Banksia spinulosa RHS Cardiff Show 2018 Green Fingered Blog
Banksia spinulosa
This is from the East coast of Australia, and belongs to the protea family. This particular variety is "Collina".

Hardenbergia violacea 

Hardenbergia violacea RHS Cardiff Show 2018 Green Fingered Blog
Hardenbergia violacea
This is the purple coral pea. It's an evergreen climber with these delicate racemes of flowers between February and June. It might not have survived outside in the unusually cold temperatures we had during March this year but it is frost hardy, so could add some fabulous extra flowers to late winter in your garden if you're able to protect it from the extreme cold occasionally when necessary. 

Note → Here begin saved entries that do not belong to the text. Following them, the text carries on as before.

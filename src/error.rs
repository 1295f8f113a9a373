//! Error types for archive sessions.
//!
//! This module provides the [`Error`] enum which represents every failure a
//! session, stream or engine can report, along with a convenient
//! [`Result<T>`] type alias.
//!
//! # Error Handling
//!
//! All fallible operations in this crate return `Result<T, Error>`. Lookup
//! misses are not errors: [`Archive::entry`] returns `Ok(None)` and
//! [`Archive::remove_by_name`] returns `Ok(false)`.
//!
//! ```rust,no_run
//! use zipsession::{Archive, Error, OpenFlags};
//!
//! fn describe(path: &str) -> zipsession::Result<()> {
//!     match Archive::open(path, OpenFlags::READ_ONLY) {
//!         Ok(archive) => {
//!             println!("{} entries", archive.len()?);
//!             archive.close()
//!         }
//!         Err(Error::Open { reason, .. }) => {
//!             eprintln!("Cannot open {}: {}", path, reason);
//!             Ok(())
//!         }
//!         Err(e) => Err(e),
//!     }
//! }
//! ```
//!
//! ## Errors Inside `std::io::Read`
//!
//! [`EntryStream`] implements [`std::io::Read`], so its failures travel as
//! [`std::io::Error`]. The original [`Error`] is kept as the inner error and
//! can be recovered with [`Error::downcast_io`]:
//!
//! ```rust
//! use std::io;
//! use zipsession::Error;
//!
//! let io_err: io::Error = Error::Closed.into();
//! assert!(matches!(Error::downcast_io(&io_err), Some(Error::Closed)));
//! ```
//!
//! [`Archive::entry`]: crate::Archive::entry
//! [`Archive::remove_by_name`]: crate::Archive::remove_by_name
//! [`EntryStream`]: crate::EntryStream

use std::fmt;
use std::io;
use std::path::PathBuf;

/// How a wrong password was detected.
///
/// Most archive formats cannot validate a password without running the
/// decryption pipeline, so wrong passwords surface on the first read of an
/// entry stream rather than when the stream is opened.
#[derive(Debug, Clone, Copy, PartialEq, Eq)]
#[non_exhaustive]
pub enum PasswordDetectionMethod {
    /// The entry is encrypted and no password was supplied or configured.
    PasswordMissing,

    /// The password verification value stored in the entry header did not
    /// match the value derived from the supplied password.
    ///
    /// AES entries carry a two-byte verifier, traditional PKWARE entries a
    /// one-byte check value. This is the cheapest detection path.
    VerificationValue,

    /// Decrypted and decompressed data failed its CRC-32 check.
    CrcMismatch,

    /// The decrypted bytes were rejected by the decompressor.
    DecompressionFailure,
}

impl fmt::Display for PasswordDetectionMethod {
    fn fmt(&self, f: &mut fmt::Formatter<'_>) -> fmt::Result {
        match self {
            Self::PasswordMissing => write!(f, "no password available"),
            Self::VerificationValue => write!(f, "password verification value mismatch"),
            Self::CrcMismatch => write!(f, "CRC mismatch after decryption"),
            Self::DecompressionFailure => write!(f, "decompression failure"),
        }
    }
}

/// Why an archive could not be opened.
#[derive(Debug, Clone, PartialEq, Eq)]
#[non_exhaustive]
pub enum OpenFailure {
    /// The file does not exist and `CREATE` was not requested.
    NotFound,
    /// The file exists and `EXCLUSIVE` was requested.
    AlreadyExists,
    /// The file exists but is not a readable ZIP archive.
    NotAnArchive(String),
    /// `CHECK_CONSISTENCY` found an entry whose data cannot be located.
    Inconsistent(String),
    /// The flag combination cannot be honoured.
    ConflictingFlags(&'static str),
    /// Any other operating system failure.
    Io(io::ErrorKind),
}

impl fmt::Display for OpenFailure {
    fn fmt(&self, f: &mut fmt::Formatter<'_>) -> fmt::Result {
        match self {
            Self::NotFound => write!(f, "no such file"),
            Self::AlreadyExists => write!(f, "file already exists"),
            Self::NotAnArchive(msg) => write!(f, "not a zip archive ({})", msg),
            Self::Inconsistent(msg) => write!(f, "consistency check failed ({})", msg),
            Self::ConflictingFlags(msg) => write!(f, "conflicting open flags ({})", msg),
            Self::Io(kind) => write!(f, "{}", kind),
        }
    }
}

/// Helper struct for formatting WrongPassword error messages.
struct WrongPasswordDisplay<'a> {
    entry_index: Option<u64>,
    entry_name: Option<&'a str>,
    detection_method: PasswordDetectionMethod,
}

impl fmt::Display for WrongPasswordDisplay<'_> {
    fn fmt(&self, f: &mut fmt::Formatter<'_>) -> fmt::Result {
        write!(f, "Wrong password")?;
        match (self.entry_index, self.entry_name) {
            (Some(idx), Some(name)) => write!(f, " for entry {} ({})", idx, name)?,
            (Some(idx), None) => write!(f, " for entry {}", idx)?,
            (None, Some(name)) => write!(f, " for entry '{}'", name)?,
            (None, None) => {}
        }
        write!(f, ": {}", self.detection_method)
    }
}

/// The main error type for archive session operations.
///
/// # Error Categories
///
/// | Category | Variants | Typical Cause |
/// |----------|----------|---------------|
/// | Open | [`Open`][Self::Open] | Bad path, flag conflict, not a ZIP |
/// | Lifecycle | [`Closed`][Self::Closed], [`ReadOnly`][Self::ReadOnly] | Use after close/discard, mutation of a read-only session |
/// | Arguments | [`InvalidArgument`][Self::InvalidArgument], [`InvalidIndex`][Self::InvalidIndex], [`InvalidCompressionLevel`][Self::InvalidCompressionLevel], [`PasswordRequired`][Self::PasswordRequired] | Rejected before the engine is touched |
/// | Encryption | [`WrongPassword`][Self::WrongPassword] | Bad or missing password on first read |
/// | Engine | [`Io`][Self::Io], [`InvalidFormat`][Self::InvalidFormat], [`CrcMismatch`][Self::CrcMismatch], [`UnsupportedMethod`][Self::UnsupportedMethod], [`UnsupportedFeature`][Self::UnsupportedFeature], [`Engine`][Self::Engine] | Underlying container or disk failure |
#[derive(Debug, thiserror::Error)]
#[non_exhaustive]
pub enum Error {
    /// An I/O error occurred while reading or writing the backing file.
    #[error("I/O error: {0}")]
    Io(#[from] io::Error),

    /// The archive could not be acquired under the requested flags.
    ///
    /// No session is produced when this error is returned.
    #[error("Cannot open archive {}: {reason}", .path.display())]
    Open {
        /// The location that was being opened.
        path: PathBuf,
        /// Why the open failed.
        reason: OpenFailure,
    },

    /// The archive was already closed or discarded, or the stream was
    /// orphaned by closing its archive.
    #[error("Archive is closed")]
    Closed,

    /// A mutation was attempted on a session opened with `READ_ONLY`.
    #[error("Archive was opened read-only")]
    ReadOnly,

    /// A parameter was rejected before reaching the engine.
    #[error("Invalid argument: {0}")]
    InvalidArgument(String),

    /// An entry index outside `0..count`.
    #[error("Entry index {index} out of range (archive has {count} slots)")]
    InvalidIndex {
        /// The requested index.
        index: u64,
        /// The number of index slots in the archive.
        count: u64,
    },

    /// Compression level outside `0..=9`.
    #[error("Invalid compression level {level}: must be 0-9")]
    InvalidCompressionLevel {
        /// The rejected level.
        level: u32,
    },

    /// An encryption method other than `NONE` was requested but neither a
    /// per-call password nor a session default password is available.
    #[error("Password required: no per-call or default password available")]
    PasswordRequired,

    /// The password is incorrect or missing for an encrypted entry.
    ///
    /// Surfaced on the first read of an entry stream, never when the stream
    /// is opened. Streams over empty entries never decode, so an empty
    /// encrypted entry reads as empty whatever the password.
    #[error("{}", WrongPasswordDisplay { entry_index: *entry_index, entry_name: entry_name.as_deref(), detection_method: *detection_method })]
    WrongPassword {
        /// The entry index where the wrong password was detected (if known).
        entry_index: Option<u64>,
        /// The entry name where the wrong password was detected (if known).
        entry_name: Option<String>,
        /// How the wrong password was detected.
        detection_method: PasswordDetectionMethod,
    },

    /// An operation required an entry that does not exist.
    ///
    /// Plain lookups and removals report misses as `None`/`false` instead.
    #[error("Entry not found: {name}")]
    EntryNotFound {
        /// The name that was looked up.
        name: String,
    },

    /// The archive structure is invalid or corrupt.
    #[error("Invalid ZIP format: {0}")]
    InvalidFormat(String),

    /// The CRC-32 of decoded data does not match the stored value.
    #[error("CRC mismatch for entry {entry_index}: expected {expected:#010x}, got {actual:#010x}")]
    CrcMismatch {
        /// The entry index with the CRC mismatch.
        entry_index: u64,
        /// The entry name (if known).
        entry_name: Option<String>,
        /// The CRC stored in the archive.
        expected: u32,
        /// The CRC of the decoded data.
        actual: u32,
    },

    /// The entry uses a compression method this build cannot decode or encode.
    #[error("Unsupported method: {method:#x}")]
    UnsupportedMethod {
        /// The ZIP method code.
        method: u16,
    },

    /// The archive uses a feature that is not supported.
    #[error("Unsupported feature: {feature}")]
    UnsupportedFeature {
        /// The name of the unsupported feature.
        feature: &'static str,
    },

    /// Any other failure reported by the archive engine.
    #[error("Archive engine error: {0}")]
    Engine(String),
}

impl Error {
    /// Returns `true` for errors raised by argument validation.
    ///
    /// These are reported before the shared archive is touched and are safe
    /// to retry with corrected arguments.
    pub fn is_invalid_argument(&self) -> bool {
        matches!(
            self,
            Error::InvalidArgument(_)
                | Error::InvalidIndex { .. }
                | Error::InvalidCompressionLevel { .. }
                | Error::PasswordRequired
        )
    }

    /// Returns `true` if the archive (or the stream's archive) is closed.
    pub fn is_closed(&self) -> bool {
        matches!(self, Error::Closed)
    }

    /// Returns `true` if this is an encryption-related error.
    pub fn is_encryption_error(&self) -> bool {
        matches!(self, Error::WrongPassword { .. } | Error::PasswordRequired)
    }

    /// Returns `true` if this error is related to unsupported features or methods.
    pub fn is_unsupported(&self) -> bool {
        matches!(
            self,
            Error::UnsupportedMethod { .. } | Error::UnsupportedFeature { .. }
        )
    }

    /// Returns `true` if this error might be recoverable.
    ///
    /// - `WrongPassword` / `PasswordRequired`: retry with a (different) password
    /// - argument errors: retry with corrected arguments
    /// - `Io` (transient kinds only): `WouldBlock`, `Interrupted`, `TimedOut`
    pub fn is_recoverable(&self) -> bool {
        match self {
            Error::WrongPassword { .. } => true,
            Error::Io(e) => matches!(
                e.kind(),
                io::ErrorKind::WouldBlock | io::ErrorKind::Interrupted | io::ErrorKind::TimedOut
            ),
            e => e.is_invalid_argument(),
        }
    }

    /// Returns the entry index associated with this error, if any.
    pub fn entry_index(&self) -> Option<u64> {
        match self {
            Error::WrongPassword { entry_index, .. } => *entry_index,
            Error::CrcMismatch { entry_index, .. } => Some(*entry_index),
            Error::InvalidIndex { index, .. } => Some(*index),
            _ => None,
        }
    }

    /// Returns the entry name associated with this error, if any.
    pub fn entry_name(&self) -> Option<&str> {
        match self {
            Error::WrongPassword { entry_name, .. } => entry_name.as_deref(),
            Error::CrcMismatch { entry_name, .. } => entry_name.as_deref(),
            Error::EntryNotFound { name } => Some(name.as_str()),
            _ => None,
        }
    }

    /// Creates a WrongPassword error with full context.
    pub fn wrong_password(
        entry_index: Option<u64>,
        entry_name: Option<String>,
        detection_method: PasswordDetectionMethod,
    ) -> Self {
        Error::WrongPassword {
            entry_index,
            entry_name,
            detection_method,
        }
    }

    /// Creates an InvalidArgument error.
    pub fn invalid_argument(msg: impl Into<String>) -> Self {
        Error::InvalidArgument(msg.into())
    }

    /// Creates an Open error.
    pub fn open(path: impl Into<PathBuf>, reason: OpenFailure) -> Self {
        Error::Open {
            path: path.into(),
            reason,
        }
    }

    /// Recovers the crate error carried inside an [`io::Error`] produced by
    /// an [`EntryStream`](crate::EntryStream) read.
    pub fn downcast_io(err: &io::Error) -> Option<&Error> {
        err.get_ref().and_then(|inner| inner.downcast_ref::<Error>())
    }
}

impl From<Error> for io::Error {
    fn from(err: Error) -> Self {
        if let Error::Io(e) = err {
            return e;
        }
        let kind = match &err {
            Error::WrongPassword { .. } | Error::CrcMismatch { .. } | Error::InvalidFormat(_) => {
                io::ErrorKind::InvalidData
            }
            e if e.is_invalid_argument() => io::ErrorKind::InvalidInput,
            Error::EntryNotFound { .. } => io::ErrorKind::NotFound,
            Error::UnsupportedMethod { .. } | Error::UnsupportedFeature { .. } => {
                io::ErrorKind::Unsupported
            }
            _ => io::ErrorKind::Other,
        };
        io::Error::new(kind, err)
    }
}

/// A specialized Result type for archive session operations.
pub type Result<T> = std::result::Result<T, Error>;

Podophyllum "Spotty Dotty"

Podophyllum Spotty Dotty RHS Cardiff Show 2018 Green Fingered Blog
Podophyllum "Spotty Dotty"

No prizes for guessing how this one got its varietal name. It's a shade lover, ideal for a woodland garden, as long as it's moist.

Pseudowintera colorata "Red Leopard"

Pseudowintera colorata RHS Cardiff Show 2018 Green Fingered Blog
Pseudowintera colorata "Red Leopard"
This appears a little scruffy at first sight but with such interesting colouring this is a really useful plant to use in combination with others. It needs a sheltered position but is fairly hardy (to -5C). It could blend well with either purple heucheras, or compliment something like an acer or a cercidiphyllum (katsura tree).

Tillandsia (air plant)

Tillandsia air plants RHS Cardiff Show 2018 Green Fingered Blog
Tillandsia - air plants

I've been thinking about buying some air plants for a while. The great thing about a show like RHS Cardiff is the exhibits give you inspiration as to how to grow things or display them. 

Air plants have minimal roots, if any, and survive by drawing the moisture and nutrients they need from the air. You can therefore put them anywhere, at least in theory. In nature they nestle in the hollows of trees or rocks, or hang from branches, so they're usually displayed in this way. 

Clever colour schemes

To conclude, I'm taking you back to the Reimagined Past garden, which featured an outdoor fireplace and various other reclaimed materials. I was very impressed by the subtle blend of a range of purple and green tones in this planting scheme. 

Reimagined Past garden RHS Cardiff Show 2018 Green Fingered Blog
A blend of greens and purples in the Reimagined Past garden

It included straightforward purple heucheras, and hellebores, but also bronze grasses like anemanthele, and plants with the slightest tinge of purple or bronze along their stems, like aquilegia and astilbe. 

Then there were purple flowers of Lamium orvala. Euphorbias added occasional bright green highlights, but even these had purple tints to their stems and bracts, and the pink bergenia flowers were also edge purple. 

Reimagined Past garden RHS Cardiff Show 2018 Green Fingered Blog
A clever use of subtly different tones makes for a great overall effect
Along one wall was a line of purple fritilleries too. Overall the effect was beautiful. It was all very co-ordinated, whilst not looking like an obvious colour arrangement. It wasn't in your face, but every plant gently complimented the one next to it with an overlapping shade of one colour or another.

This is another example of something it would be easy to try in your garden. If you're planting up a bed or border, or even a single container, look for the small details in colour that will make different plants sit well together. The flower of one may match just a vein of a leaf on the plant next to it, and have a mere hint of a similar shade to something else nearby.

The great thing about RHS shows is they enable us to see things like this and take inspiration from it. And the great thing about gardening is you don't have to copy it exactly but you can use the idea in a different way or in a different place. 

I hope you've enjoyed looking round the RHS Cardiff Show with me, and that it's inspired you to head out to your own garden, whatever size and style it is, and get growing! I'll be back with more ideas soon.